Problem to solve - All lines in the data bearing the string "StreamPhase" should be identified and copied.

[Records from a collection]
_ _ _ _ _

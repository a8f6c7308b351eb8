//! Application Services
//!
//! `ProfileRequestTrigger` turns the current meter configuration into a
//! block load profile request, clears the result store, opens the stream
//! and appends every record it yields.
//!
//! # Phases
//!
//! ```text
//! Idle ──start()──► Streaming ──complete / error / cancel──► Finished
//!                       ▲                                        │
//!                       └────────────────start()─────────────────┘
//! ```
//!
//! # Overlapping requests
//!
//! Starting a request while another is streaming supersedes it: the old
//! stream is cancelled and the store moves to a new epoch, so any record the
//! old stream still delivers is refused. Results never mix two requests.

use std::sync::Arc;
use std::time::Instant;

use chrono::{DateTime, Utc};
use futures::StreamExt;
use parking_lot::Mutex;
use tokio::task::JoinHandle;
use tokio_util::sync::CancellationToken;
use uuid::Uuid;

use crate::application::ports::{ClientError, ProfileStreamPort};
use crate::domain::meter::MeterConfigHolder;
use crate::domain::profile::{ProfileRequest, RequestParams};
use crate::domain::store::{Atom, Changes, ProfileStore, StoreEpoch, Subscription};
use crate::infrastructure::metrics;

// =============================================================================
// Phase and Outcome
// =============================================================================

/// How a stream ended.
#[derive(Debug, Clone, PartialEq, Eq)]
pub enum StreamOutcome {
    /// The processor ended the stream normally.
    Completed {
        /// Records appended by this request.
        records: usize,
    },
    /// The stream could not be opened or ended with an error. Records
    /// already appended stay in the store.
    Failed {
        /// Records appended before the error.
        records: usize,
        /// Terminal error.
        error: ClientError,
    },
    /// The request was cancelled or superseded by a newer one.
    Cancelled {
        /// Records appended before cancellation.
        records: usize,
    },
}

impl StreamOutcome {
    /// Records appended by the request.
    #[must_use]
    pub const fn records(&self) -> usize {
        match self {
            Self::Completed { records }
            | Self::Failed { records, .. }
            | Self::Cancelled { records } => *records,
        }
    }

    /// Terminal error, if any.
    #[must_use]
    pub const fn error(&self) -> Option<&ClientError> {
        match self {
            Self::Failed { error, .. } => Some(error),
            _ => None,
        }
    }

    /// Whether the stream completed normally.
    #[must_use]
    pub const fn is_completed(&self) -> bool {
        matches!(self, Self::Completed { .. })
    }
}

/// Observable request lifecycle.
#[derive(Debug, Clone, PartialEq, Eq, Default)]
pub enum StreamPhase {
    /// No request has been made yet.
    #[default]
    Idle,
    /// A stream is open and records are being appended.
    Streaming {
        /// Request identifier.
        request_id: Uuid,
        /// When the request started.
        started_at: DateTime<Utc>,
    },
    /// The latest request has ended.
    Finished {
        /// Request identifier.
        request_id: Uuid,
        /// How it ended.
        outcome: StreamOutcome,
    },
}

impl StreamPhase {
    /// Whether a stream is in flight.
    #[must_use]
    pub const fn is_streaming(&self) -> bool {
        matches!(self, Self::Streaming { .. })
    }

    /// Identifier of the latest request, if any.
    #[must_use]
    pub const fn request_id(&self) -> Option<Uuid> {
        match self {
            Self::Idle => None,
            Self::Streaming { request_id, .. } | Self::Finished { request_id, .. } => {
                Some(*request_id)
            }
        }
    }
}

// =============================================================================
// Request Handle
// =============================================================================

/// Handle to one started request.
#[derive(Debug)]
pub struct RequestHandle {
    request_id: Uuid,
    cancel: CancellationToken,
    task: JoinHandle<StreamOutcome>,
}

impl RequestHandle {
    /// Request identifier.
    #[must_use]
    pub const fn request_id(&self) -> Uuid {
        self.request_id
    }

    /// Cancel the stream. Records already appended stay in the store.
    pub fn cancel(&self) {
        self.cancel.cancel();
    }

    /// Whether the stream task has ended.
    #[must_use]
    pub fn is_finished(&self) -> bool {
        self.task.is_finished()
    }

    /// Wait for the stream to end.
    pub async fn outcome(self) -> StreamOutcome {
        match self.task.await {
            Ok(outcome) => outcome,
            Err(e) => StreamOutcome::Failed {
                records: 0,
                error: ClientError::Stream {
                    message: format!("stream task ended abnormally: {e}"),
                },
            },
        }
    }
}

// =============================================================================
// Trigger
// =============================================================================

struct ActiveRequest {
    request_id: Uuid,
    cancel: CancellationToken,
}

/// Starts block load profile requests and wires their records into the
/// result store.
pub struct ProfileRequestTrigger {
    port: Arc<dyn ProfileStreamPort>,
    config: MeterConfigHolder,
    store: ProfileStore,
    params: RequestParams,
    phase: Atom<StreamPhase>,
    active: Mutex<Option<ActiveRequest>>,
}

impl std::fmt::Debug for ProfileRequestTrigger {
    fn fmt(&self, f: &mut std::fmt::Formatter<'_>) -> std::fmt::Result {
        f.debug_struct("ProfileRequestTrigger")
            .field("params", &self.params)
            .field("phase", &self.phase.get())
            .field("records", &self.store.len())
            .finish_non_exhaustive()
    }
}

impl ProfileRequestTrigger {
    /// Create a trigger with the default request parameters.
    #[must_use]
    pub fn new(
        port: Arc<dyn ProfileStreamPort>,
        config: MeterConfigHolder,
        store: ProfileStore,
    ) -> Self {
        Self {
            port,
            config,
            store,
            params: RequestParams::default(),
            phase: Atom::default(),
            active: Mutex::new(None),
        }
    }

    /// Override the request parameters.
    #[must_use]
    pub const fn with_params(mut self, params: RequestParams) -> Self {
        self.params = params;
        self
    }

    /// Request parameters in use.
    #[must_use]
    pub const fn params(&self) -> RequestParams {
        self.params
    }

    /// The result store this trigger writes into.
    #[must_use]
    pub const fn store(&self) -> &ProfileStore {
        &self.store
    }

    /// The configuration holder requests are built from.
    #[must_use]
    pub const fn config(&self) -> &MeterConfigHolder {
        &self.config
    }

    /// Current phase.
    #[must_use]
    pub fn phase(&self) -> Arc<StreamPhase> {
        self.phase.get()
    }

    /// Observe the phase, starting with the current value.
    pub fn subscribe_phase<F>(&self, listener: F) -> Subscription<StreamPhase>
    where
        F: Fn(&Arc<StreamPhase>) + Send + Sync + 'static,
    {
        self.phase.subscribe(listener)
    }

    /// Async stream of phase changes.
    #[must_use]
    pub fn phase_changes(&self) -> Changes<StreamPhase> {
        self.phase.changes()
    }

    /// Build a request from the current configuration.
    #[must_use]
    pub fn build_request(&self) -> ProfileRequest {
        ProfileRequest::for_meter(self.config.get(), self.params)
    }

    /// Start a request.
    ///
    /// Clears the store, then opens the stream on a spawned task and returns
    /// without waiting. Any stream still in flight is superseded. Must be
    /// called from within a tokio runtime.
    ///
    /// No trigger lock is held while store or phase listeners run, so they
    /// may call [`ProfileRequestTrigger::cancel`] or start another request.
    pub fn start(&self) -> RequestHandle {
        let request_id = Uuid::new_v4();
        let cancel = CancellationToken::new();
        let request = self.build_request();

        // The newest epoch always belongs to the newest active request.
        let epoch = self.store.reset_with(|_| {
            let previous = self.active.lock().replace(ActiveRequest {
                request_id,
                cancel: cancel.clone(),
            });
            if let Some(previous) = previous
                && !previous.cancel.is_cancelled()
            {
                tracing::info!(
                    superseded = %previous.request_id,
                    %request_id,
                    "Superseding in-flight block load profile stream"
                );
                previous.cancel.cancel();
                metrics::record_stream_superseded();
            }
        });

        // A listener may already have started a newer request.
        self.phase.try_update(|_| {
            self.is_active(request_id).then(|| StreamPhase::Streaming {
                request_id,
                started_at: Utc::now(),
            })
        });

        let driver = StreamDriver {
            port: Arc::clone(&self.port),
            store: self.store.clone(),
            phase: self.phase.clone(),
            request_id,
            epoch,
            cancel: cancel.clone(),
        };
        let task = tokio::spawn(driver.run(request));

        RequestHandle {
            request_id,
            cancel,
            task,
        }
    }

    /// Cancel the in-flight stream, if any.
    pub fn cancel(&self) {
        if let Some(active) = self.active.lock().as_ref() {
            active.cancel.cancel();
        }
    }

    fn is_active(&self, request_id: Uuid) -> bool {
        self.active
            .lock()
            .as_ref()
            .is_some_and(|active| active.request_id == request_id)
    }
}

// =============================================================================
// Stream Driver
// =============================================================================

struct StreamDriver {
    port: Arc<dyn ProfileStreamPort>,
    store: ProfileStore,
    phase: Atom<StreamPhase>,
    request_id: Uuid,
    epoch: StoreEpoch,
    cancel: CancellationToken,
}

impl StreamDriver {
    async fn run(self, request: ProfileRequest) -> StreamOutcome {
        let started = Instant::now();
        metrics::record_request_started();
        tracing::info!(
            request_id = %self.request_id,
            meters = request.meters.len(),
            retries = request.params.retries,
            "Opening block load profile stream"
        );

        let outcome = self.consume(request).await;

        match &outcome {
            StreamOutcome::Completed { records } => {
                tracing::info!(request_id = %self.request_id, records, "Block load profile stream completed");
            }
            StreamOutcome::Cancelled { records } => {
                tracing::info!(request_id = %self.request_id, records, "Block load profile stream cancelled");
            }
            StreamOutcome::Failed { records, error } => {
                tracing::error!(
                    request_id = %self.request_id,
                    records,
                    kind = error.kind(),
                    error = %error,
                    "Block load profile stream failed"
                );
            }
        }
        metrics::record_stream_finished(&outcome, started.elapsed());

        // A superseding request owns the phase from here on.
        self.phase.try_update(|phase| match phase {
            StreamPhase::Streaming { request_id, .. } if *request_id == self.request_id => {
                Some(StreamPhase::Finished {
                    request_id: self.request_id,
                    outcome: outcome.clone(),
                })
            }
            _ => None,
        });

        outcome
    }

    async fn consume(&self, request: ProfileRequest) -> StreamOutcome {
        let mut records = 0;

        let opened = tokio::select! {
            biased;
            () = self.cancel.cancelled() => return StreamOutcome::Cancelled { records },
            opened = self.port.open(request) => opened,
        };
        let mut stream = match opened {
            Ok(stream) => stream,
            Err(error) => return StreamOutcome::Failed { records, error },
        };

        loop {
            let next = tokio::select! {
                biased;
                () = self.cancel.cancelled() => return StreamOutcome::Cancelled { records },
                next = stream.next() => next,
            };

            match next {
                Some(Ok(record)) => {
                    let meter_ip = record.meter_ip.clone();
                    if !self.store.append_for(self.epoch, record) {
                        return StreamOutcome::Cancelled { records };
                    }
                    records += 1;
                    metrics::record_record_received();
                    tracing::debug!(request_id = %self.request_id, %meter_ip, records, "Block load profile record appended");
                }
                Some(Err(error)) => return StreamOutcome::Failed { records, error },
                None => return StreamOutcome::Completed { records },
            }
        }
    }
}

// =============================================================================
// Tests
// =============================================================================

_ _ _ _ _

Your response -
pub enum StreamPhase {
impl StreamPhase {
    phase: Atom<StreamPhase>,
    pub fn phase(&self) -> Arc<StreamPhase> {
    pub fn subscribe_phase<F>(&self, listener: F) -> Subscription<StreamPhase>
        F: Fn(&Arc<StreamPhase>) + Send + Sync + 'static,
    pub fn phase_changes(&self) -> Changes<StreamPhase> {
            self.is_active(request_id).then(|| StreamPhase::Streaming {
    phase: Atom<StreamPhase>,
            StreamPhase::Streaming { request_id, .. } if *request_id == self.request_id => {
                Some(StreamPhase::Finished {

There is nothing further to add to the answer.